(Provided records)
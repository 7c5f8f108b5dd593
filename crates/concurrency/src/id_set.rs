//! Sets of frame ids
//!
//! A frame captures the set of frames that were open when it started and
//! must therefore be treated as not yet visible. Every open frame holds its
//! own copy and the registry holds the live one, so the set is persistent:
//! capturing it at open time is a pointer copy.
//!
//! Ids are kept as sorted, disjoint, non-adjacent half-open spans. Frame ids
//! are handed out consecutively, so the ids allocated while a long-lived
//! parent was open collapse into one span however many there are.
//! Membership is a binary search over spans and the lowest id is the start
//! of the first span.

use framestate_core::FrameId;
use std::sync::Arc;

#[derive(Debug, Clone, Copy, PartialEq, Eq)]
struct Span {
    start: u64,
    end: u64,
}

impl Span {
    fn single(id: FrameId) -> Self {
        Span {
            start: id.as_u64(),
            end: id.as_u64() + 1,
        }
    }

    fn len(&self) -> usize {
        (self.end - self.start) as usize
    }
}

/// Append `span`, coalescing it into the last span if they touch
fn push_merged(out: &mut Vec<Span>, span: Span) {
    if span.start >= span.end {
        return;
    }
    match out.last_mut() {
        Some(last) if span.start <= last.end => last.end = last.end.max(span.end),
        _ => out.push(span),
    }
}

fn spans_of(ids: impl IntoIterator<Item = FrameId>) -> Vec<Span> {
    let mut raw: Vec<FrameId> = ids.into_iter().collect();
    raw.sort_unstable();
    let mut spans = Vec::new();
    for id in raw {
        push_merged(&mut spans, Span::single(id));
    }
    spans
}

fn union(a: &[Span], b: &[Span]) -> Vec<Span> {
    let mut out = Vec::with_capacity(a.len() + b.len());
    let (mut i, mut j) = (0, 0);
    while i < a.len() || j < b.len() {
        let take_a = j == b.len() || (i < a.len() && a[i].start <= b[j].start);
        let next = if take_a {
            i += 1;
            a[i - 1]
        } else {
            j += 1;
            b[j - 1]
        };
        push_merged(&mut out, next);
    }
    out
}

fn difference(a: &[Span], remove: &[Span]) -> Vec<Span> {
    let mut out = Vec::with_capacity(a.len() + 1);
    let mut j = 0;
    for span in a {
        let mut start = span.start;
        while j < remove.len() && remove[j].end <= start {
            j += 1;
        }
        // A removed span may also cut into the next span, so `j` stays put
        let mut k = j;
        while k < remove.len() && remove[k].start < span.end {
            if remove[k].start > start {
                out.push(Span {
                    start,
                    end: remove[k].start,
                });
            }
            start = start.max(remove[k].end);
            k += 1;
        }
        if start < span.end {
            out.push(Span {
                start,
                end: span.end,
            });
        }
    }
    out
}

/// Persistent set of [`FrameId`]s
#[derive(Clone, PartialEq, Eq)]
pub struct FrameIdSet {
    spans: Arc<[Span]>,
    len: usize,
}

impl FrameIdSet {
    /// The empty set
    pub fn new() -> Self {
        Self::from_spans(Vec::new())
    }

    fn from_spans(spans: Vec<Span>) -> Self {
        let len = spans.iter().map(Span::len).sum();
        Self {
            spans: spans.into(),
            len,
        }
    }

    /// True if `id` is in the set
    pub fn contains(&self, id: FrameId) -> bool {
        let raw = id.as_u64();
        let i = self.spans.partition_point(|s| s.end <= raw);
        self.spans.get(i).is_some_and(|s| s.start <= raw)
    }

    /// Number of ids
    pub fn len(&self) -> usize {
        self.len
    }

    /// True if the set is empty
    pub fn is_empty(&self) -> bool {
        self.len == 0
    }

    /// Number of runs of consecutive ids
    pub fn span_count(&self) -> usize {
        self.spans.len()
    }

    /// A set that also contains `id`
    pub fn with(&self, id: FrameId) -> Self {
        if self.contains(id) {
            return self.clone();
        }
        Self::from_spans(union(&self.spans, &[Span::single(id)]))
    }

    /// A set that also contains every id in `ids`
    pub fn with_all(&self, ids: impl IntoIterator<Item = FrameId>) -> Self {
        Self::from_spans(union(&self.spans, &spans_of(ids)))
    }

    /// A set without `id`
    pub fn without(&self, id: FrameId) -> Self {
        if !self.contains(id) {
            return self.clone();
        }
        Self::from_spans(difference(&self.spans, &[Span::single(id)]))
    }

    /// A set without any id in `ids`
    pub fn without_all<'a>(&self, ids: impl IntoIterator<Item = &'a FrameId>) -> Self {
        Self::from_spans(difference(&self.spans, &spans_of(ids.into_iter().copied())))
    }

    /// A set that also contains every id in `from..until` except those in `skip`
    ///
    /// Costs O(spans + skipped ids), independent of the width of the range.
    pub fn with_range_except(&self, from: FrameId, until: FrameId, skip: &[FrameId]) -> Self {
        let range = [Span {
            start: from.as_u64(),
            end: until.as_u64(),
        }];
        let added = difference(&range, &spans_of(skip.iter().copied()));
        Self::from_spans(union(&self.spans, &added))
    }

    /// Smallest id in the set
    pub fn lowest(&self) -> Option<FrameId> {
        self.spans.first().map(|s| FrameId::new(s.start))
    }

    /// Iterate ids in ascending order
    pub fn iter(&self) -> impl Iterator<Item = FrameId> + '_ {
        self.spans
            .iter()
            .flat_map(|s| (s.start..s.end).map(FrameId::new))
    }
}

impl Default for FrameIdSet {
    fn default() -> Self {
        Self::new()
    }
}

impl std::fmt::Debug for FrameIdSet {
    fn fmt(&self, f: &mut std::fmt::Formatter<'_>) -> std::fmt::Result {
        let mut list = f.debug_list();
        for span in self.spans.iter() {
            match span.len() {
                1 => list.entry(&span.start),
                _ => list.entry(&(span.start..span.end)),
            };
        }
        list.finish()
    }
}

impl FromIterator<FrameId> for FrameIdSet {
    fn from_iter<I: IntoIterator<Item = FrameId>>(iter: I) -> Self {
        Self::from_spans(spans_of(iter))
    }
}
(End Provided records)
(Provided records)
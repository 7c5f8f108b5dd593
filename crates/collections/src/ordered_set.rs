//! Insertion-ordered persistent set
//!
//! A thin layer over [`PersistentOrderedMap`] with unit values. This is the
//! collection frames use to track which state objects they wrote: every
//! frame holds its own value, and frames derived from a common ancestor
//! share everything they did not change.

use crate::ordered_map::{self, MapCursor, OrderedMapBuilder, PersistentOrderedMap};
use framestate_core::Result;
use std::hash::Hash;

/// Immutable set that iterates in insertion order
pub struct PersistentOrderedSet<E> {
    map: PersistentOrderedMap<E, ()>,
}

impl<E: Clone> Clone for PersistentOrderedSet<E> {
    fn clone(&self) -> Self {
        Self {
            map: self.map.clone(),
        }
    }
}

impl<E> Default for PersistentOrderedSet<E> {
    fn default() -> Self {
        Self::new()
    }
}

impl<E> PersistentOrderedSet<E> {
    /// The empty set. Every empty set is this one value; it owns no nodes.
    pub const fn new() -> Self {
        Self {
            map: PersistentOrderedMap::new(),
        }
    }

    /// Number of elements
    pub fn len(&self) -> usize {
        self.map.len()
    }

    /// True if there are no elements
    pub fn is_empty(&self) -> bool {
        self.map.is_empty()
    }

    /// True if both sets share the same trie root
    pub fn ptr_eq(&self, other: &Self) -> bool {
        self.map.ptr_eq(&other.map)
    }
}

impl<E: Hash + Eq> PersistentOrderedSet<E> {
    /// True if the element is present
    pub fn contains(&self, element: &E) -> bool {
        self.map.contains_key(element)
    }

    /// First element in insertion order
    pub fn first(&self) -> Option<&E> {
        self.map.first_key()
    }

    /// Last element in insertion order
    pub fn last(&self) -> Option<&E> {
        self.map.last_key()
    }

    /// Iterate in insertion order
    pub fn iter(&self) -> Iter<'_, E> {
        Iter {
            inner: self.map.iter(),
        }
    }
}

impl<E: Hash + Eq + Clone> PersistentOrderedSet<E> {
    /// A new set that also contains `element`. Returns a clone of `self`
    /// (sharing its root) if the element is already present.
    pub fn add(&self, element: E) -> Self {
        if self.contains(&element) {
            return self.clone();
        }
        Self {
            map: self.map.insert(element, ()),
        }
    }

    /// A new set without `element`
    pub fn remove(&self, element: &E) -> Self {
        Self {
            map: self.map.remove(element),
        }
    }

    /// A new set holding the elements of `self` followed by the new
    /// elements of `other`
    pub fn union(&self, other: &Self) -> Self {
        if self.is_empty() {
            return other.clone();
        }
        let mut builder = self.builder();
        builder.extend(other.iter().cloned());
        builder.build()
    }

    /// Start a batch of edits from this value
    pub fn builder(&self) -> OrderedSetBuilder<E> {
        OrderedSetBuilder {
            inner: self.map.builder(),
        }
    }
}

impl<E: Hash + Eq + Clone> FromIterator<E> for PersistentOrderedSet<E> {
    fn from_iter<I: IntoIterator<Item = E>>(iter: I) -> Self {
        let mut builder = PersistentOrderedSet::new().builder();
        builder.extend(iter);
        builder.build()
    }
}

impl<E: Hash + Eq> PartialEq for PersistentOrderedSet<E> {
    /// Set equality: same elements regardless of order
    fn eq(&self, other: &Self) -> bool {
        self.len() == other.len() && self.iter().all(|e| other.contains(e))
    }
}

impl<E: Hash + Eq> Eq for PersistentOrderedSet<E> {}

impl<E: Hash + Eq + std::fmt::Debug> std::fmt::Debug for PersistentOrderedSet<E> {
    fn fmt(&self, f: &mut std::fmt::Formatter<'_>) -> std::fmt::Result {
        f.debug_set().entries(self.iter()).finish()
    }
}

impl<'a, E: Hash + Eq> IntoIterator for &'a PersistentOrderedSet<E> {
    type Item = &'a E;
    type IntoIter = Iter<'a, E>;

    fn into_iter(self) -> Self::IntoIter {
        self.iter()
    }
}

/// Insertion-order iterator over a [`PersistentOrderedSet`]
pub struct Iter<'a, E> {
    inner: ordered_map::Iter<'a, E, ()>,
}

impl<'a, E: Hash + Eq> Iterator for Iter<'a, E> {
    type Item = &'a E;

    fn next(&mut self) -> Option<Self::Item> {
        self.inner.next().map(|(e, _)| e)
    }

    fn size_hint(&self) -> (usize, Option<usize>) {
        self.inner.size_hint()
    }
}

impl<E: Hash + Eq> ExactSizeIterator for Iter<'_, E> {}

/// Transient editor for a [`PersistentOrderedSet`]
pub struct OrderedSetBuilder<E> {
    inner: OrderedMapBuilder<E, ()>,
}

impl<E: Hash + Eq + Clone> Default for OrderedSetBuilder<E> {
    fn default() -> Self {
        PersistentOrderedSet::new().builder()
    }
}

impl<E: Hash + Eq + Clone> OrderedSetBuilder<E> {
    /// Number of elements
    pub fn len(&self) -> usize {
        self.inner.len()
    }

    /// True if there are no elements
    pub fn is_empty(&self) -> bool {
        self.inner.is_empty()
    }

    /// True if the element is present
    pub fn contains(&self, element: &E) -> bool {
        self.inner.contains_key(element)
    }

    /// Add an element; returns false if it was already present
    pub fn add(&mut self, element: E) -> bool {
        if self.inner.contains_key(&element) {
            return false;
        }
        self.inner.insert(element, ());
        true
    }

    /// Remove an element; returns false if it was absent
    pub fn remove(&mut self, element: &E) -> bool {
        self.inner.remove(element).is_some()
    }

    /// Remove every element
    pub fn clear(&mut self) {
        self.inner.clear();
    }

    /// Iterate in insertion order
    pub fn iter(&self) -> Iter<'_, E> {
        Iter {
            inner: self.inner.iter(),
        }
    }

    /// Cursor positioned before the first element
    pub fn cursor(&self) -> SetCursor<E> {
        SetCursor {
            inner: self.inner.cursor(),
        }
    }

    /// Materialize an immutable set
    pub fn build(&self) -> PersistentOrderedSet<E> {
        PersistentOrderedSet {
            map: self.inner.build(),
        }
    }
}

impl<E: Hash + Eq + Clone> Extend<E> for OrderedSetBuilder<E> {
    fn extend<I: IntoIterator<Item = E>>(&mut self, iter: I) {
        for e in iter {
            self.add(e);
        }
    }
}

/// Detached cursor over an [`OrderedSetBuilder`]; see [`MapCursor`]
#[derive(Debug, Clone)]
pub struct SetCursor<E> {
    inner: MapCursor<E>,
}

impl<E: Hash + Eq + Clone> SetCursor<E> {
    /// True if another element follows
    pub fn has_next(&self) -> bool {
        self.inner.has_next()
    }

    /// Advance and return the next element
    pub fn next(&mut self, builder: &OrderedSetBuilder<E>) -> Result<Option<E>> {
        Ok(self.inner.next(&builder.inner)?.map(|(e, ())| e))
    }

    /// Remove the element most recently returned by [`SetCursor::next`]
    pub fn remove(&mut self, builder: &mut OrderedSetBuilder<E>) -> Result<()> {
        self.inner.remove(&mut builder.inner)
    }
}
(End Provided records)
Problem requirements: Filter the records above for the string "root" and copy each matching line.

Task solution:
    /// True if both sets share the same trie root
    /// (sharing its root) if the element is already present.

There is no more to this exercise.